Wednesday, September 25, 2013

Harrison Leone, a Bona History Major, Visits Gettysburg

           To say that I was “lucky” to be able to be in Gettysburg for the 150th anniversary of the battle would be a tragic understatement. Thanks in large part to my father’s impulsivity, my family and I found ourselves in a sea of amateur historians and over-zealous re-enactors, sweltering under the early summer sun.
 Even if the greatest battle in the Western Hemisphere hadn’t occurred there, Gettysburg, Pennsylvania would still be an attractive vacation destination. The bucolic community of 3,000 people is complete with lush, verdant hills, brick sidewalks and a quaint liberal arts university and has a small-town charm that borders on the surreal. The battlefield nested on the town’s southern flank can almost be forgotten.
            Until, that is, you get onto Tarrytown Road and head towards the field itself. Soon, placards and statues begin to crop along the roadside. Companies, soldiers and generals are all represented by monuments of varying shapes and sizes, ranging from blocks of granite to larger-than-life representations to temples and obelisks.
Along the center of the former union lines, opposite the site of Pickett’s charge, stands perhaps the most impressive tribute to an individual solider: a massive statue of General Meade astride his war horse Old Baldy, surveying the long-dormant battlefield. From the base of the colossal bronze general one can see nearly the entire breadth of the field, from both Round Tops down to the Peach Orchard, Devils Den and the Wheatfield and finally up along Confederate Avenue to Seminary Ridge.
The stones and earthworks the Union defenders took cover behind during that massive assault on the third and final day still stand. Standing behind the  imagine the experience of those men, holding fast under withering fire as a howling wall of gray descended upon them.
Ultimately, that connection to history is the truest attraction of Gettysburg. Besides the natural splendor or the Americana charm, the sense of living and experiencing the past is captured in better in this southern Pennsylvania village than perhaps anywhere else. It is one of the few places where, to paraphrase the Great Emancipator himself, the “mystic chords of memory” become much more than mere abstractions and morph very nearly into the tangible.

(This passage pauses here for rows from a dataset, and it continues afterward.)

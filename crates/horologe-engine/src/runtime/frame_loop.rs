use anyhow::{Context, Result};

use crate::core::{App, AppControl, FrameCtx};
use crate::scene::SceneSink;
use crate::time::FrameClock;

/// Frame loop configuration.
#[derive(Debug, Clone)]
pub struct RuntimeConfig {
    pub title: String,
    /// Frames per second to pace to. `0` runs unpaced.
    pub target_fps: u32,
    /// Stop after this many frames. `None` runs until the app exits.
    pub max_frames: Option<u64>,
}

impl RuntimeConfig {
    pub fn with_title(mut self, title: impl Into<String>) -> Self {
        self.title = title.into();
        self
    }

    pub fn with_target_fps(mut self, fps: u32) -> Self {
        self.target_fps = fps;
        self
    }

    pub fn with_max_frames(mut self, frames: u64) -> Self {
        self.max_frames = Some(frames);
        self
    }
}

impl Default for RuntimeConfig {
    fn default() -> Self {
        Self {
            title: "horologe".to_string(),
            target_fps: 60,
            max_frames: None,
        }
    }
}

/// Runtime context passed to the application.
///
/// Requests are applied after the current callback returns.
#[derive(Debug, Default)]
pub struct RuntimeCtx {
    exit_requested: bool,
}

impl RuntimeCtx {
    pub fn exit(&mut self) {
        self.exit_requested = true;
    }

    #[inline]
    pub fn exit_requested(&self) -> bool {
        self.exit_requested
    }
}

/// Entry point for the frame loop.
pub struct Runtime;

impl Runtime {
    /// Drives `app` until it exits, fails, or `max_frames` is reached.
    ///
    /// Returns the number of frames run.
    pub fn run<A>(config: RuntimeConfig, sink: &mut dyn SceneSink, app: &mut A) -> Result<u64>
    where
        A: App,
    {
        let mut clock = FrameClock::default().with_target_fps(config.target_fps);
        let mut frames: u64 = 0;

        log::info!(
            "{}: frame loop started (target {} fps, limit {:?})",
            config.title,
            config.target_fps,
            config.max_frames
        );

        let outcome = loop {
            if config.max_frames.is_some_and(|max| frames >= max) {
                break Ok(());
            }

            let time = clock.tick();
            let mut runtime_ctx = RuntimeCtx::default();

            let control = {
                let mut ctx = FrameCtx {
                    time,
                    sink: &mut *sink,
                    runtime: &mut runtime_ctx,
                };
                app.on_frame(&mut ctx)
                    .with_context(|| format!("{}: frame {} failed", config.title, time.frame_index))
            };

            let control = match control {
                Ok(c) => c,
                Err(e) => break Err(e),
            };

            frames += 1;

            if control == AppControl::Exit || runtime_ctx.exit_requested() {
                break Ok(());
            }

            let idle = clock.remaining(&time);
            if !idle.is_zero() {
                std::thread::sleep(idle);
            }
        };

        app.on_stop();

        match &outcome {
            Ok(()) => log::info!("{}: frame loop stopped after {frames} frames", config.title),
            Err(e) => log::error!("{}: frame loop aborted after {frames} frames: {e:#}", config.title),
        }

        outcome.map(|()| frames)
    }
}

#[cfg(test)]
mod tests {
    use super::*;
    use crate::coords::Transform;
    use crate::paint::{Color, Material};
    use crate::scene::{Layer, MeshCmd, MeshList, RecordingSink, Shape};

    fn unpaced() -> RuntimeConfig {
        RuntimeConfig::default().with_target_fps(0)
    }

    struct Counter {
        frames: u64,
        exit_after: Option<u64>,
        request_exit_after: Option<u64>,
        fail_at: Option<u64>,
        stopped: bool,
    }

    impl Counter {
        fn new() -> Self {
            Self { frames: 0, exit_after: None, request_exit_after: None, fail_at: None, stopped: false }
        }
    }

    impl App for Counter {
        fn on_frame(&mut self, ctx: &mut FrameCtx<'_>) -> Result<AppControl> {
            assert_eq!(ctx.time.frame_index, self.frames);
            if self.fail_at == Some(self.frames) {
                anyhow::bail!("boom");
            }
            self.frames += 1;
            if self.request_exit_after == Some(self.frames) {
                ctx.runtime.exit();
            }
            if self.exit_after == Some(self.frames) {
                return Ok(AppControl::Exit);
            }
            Ok(AppControl::Continue)
        }

        fn on_stop(&mut self) {
            self.stopped = true;
        }
    }

    // ── stop conditions ───────────────────────────────────────────────────

    #[test]
    fn max_frames_bounds_the_loop() {
        let mut app = Counter::new();
        let mut sink = RecordingSink::default();
        let frames = Runtime::run(unpaced().with_max_frames(5), &mut sink, &mut app).unwrap();
        assert_eq!(frames, 5);
        assert_eq!(app.frames, 5);
        assert!(app.stopped);
    }

    #[test]
    fn app_exit_stops_the_loop() {
        let mut app = Counter::new();
        app.exit_after = Some(3);
        let mut sink = RecordingSink::default();
        assert_eq!(Runtime::run(unpaced(), &mut sink, &mut app).unwrap(), 3);
    }

    #[test]
    fn runtime_exit_request_stops_the_loop() {
        let mut app = Counter::new();
        app.request_exit_after = Some(2);
        let mut sink = RecordingSink::default();
        assert_eq!(Runtime::run(unpaced(), &mut sink, &mut app).unwrap(), 2);
    }

    #[test]
    fn frame_error_aborts_and_still_stops_app() {
        let mut app = Counter::new();
        app.fail_at = Some(1);
        let mut sink = RecordingSink::default();
        let err = Runtime::run(unpaced().with_max_frames(10), &mut sink, &mut app).unwrap_err();
        assert!(format!("{err:#}").contains("boom"));
        assert!(app.stopped);
    }

    // ── render ────────────────────────────────────────────────────────────

    struct OneMesh(MeshList);

    impl App for OneMesh {
        fn on_frame(&mut self, ctx: &mut FrameCtx<'_>) -> Result<AppControl> {
            ctx.render(Color::WHITE, &mut self.0)?;
            Ok(AppControl::Continue)
        }
    }

    #[test]
    fn render_frames_reach_the_sink() {
        let mut list = MeshList::new();
        list.push(
            Layer(0),
            MeshCmd::new(Shape::Sphere { radius: 1.0 }, Transform::IDENTITY, Material::default()),
        );
        let mut app = OneMesh(list);
        let mut sink = RecordingSink::default();

        Runtime::run(unpaced().with_max_frames(4), &mut sink, &mut app).unwrap();

        assert_eq!(sink.frames(), 4);
        assert_eq!(sink.clear_color(), Some(Color::WHITE));
        assert_eq!(sink.submitted().len(), 1);
    }
}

On East Cemetery Hill, where Union troops held the high ground through confederate shell and shot, a statue of General Winfield Scott Hancock (not unlike a miniature version of General Meade) stands in somber silence. It was from against this statue that I watched the dusk sky of July 4th turn to night. Slowly, fireworks from neighboring towns began to burst on the horizon, culminating in a crescendo of color and light. As I witnessed these celebrations of America’s birth from a spot in which a century and half earlier its very existence was in great peril, I could not help but feel the presence of the past.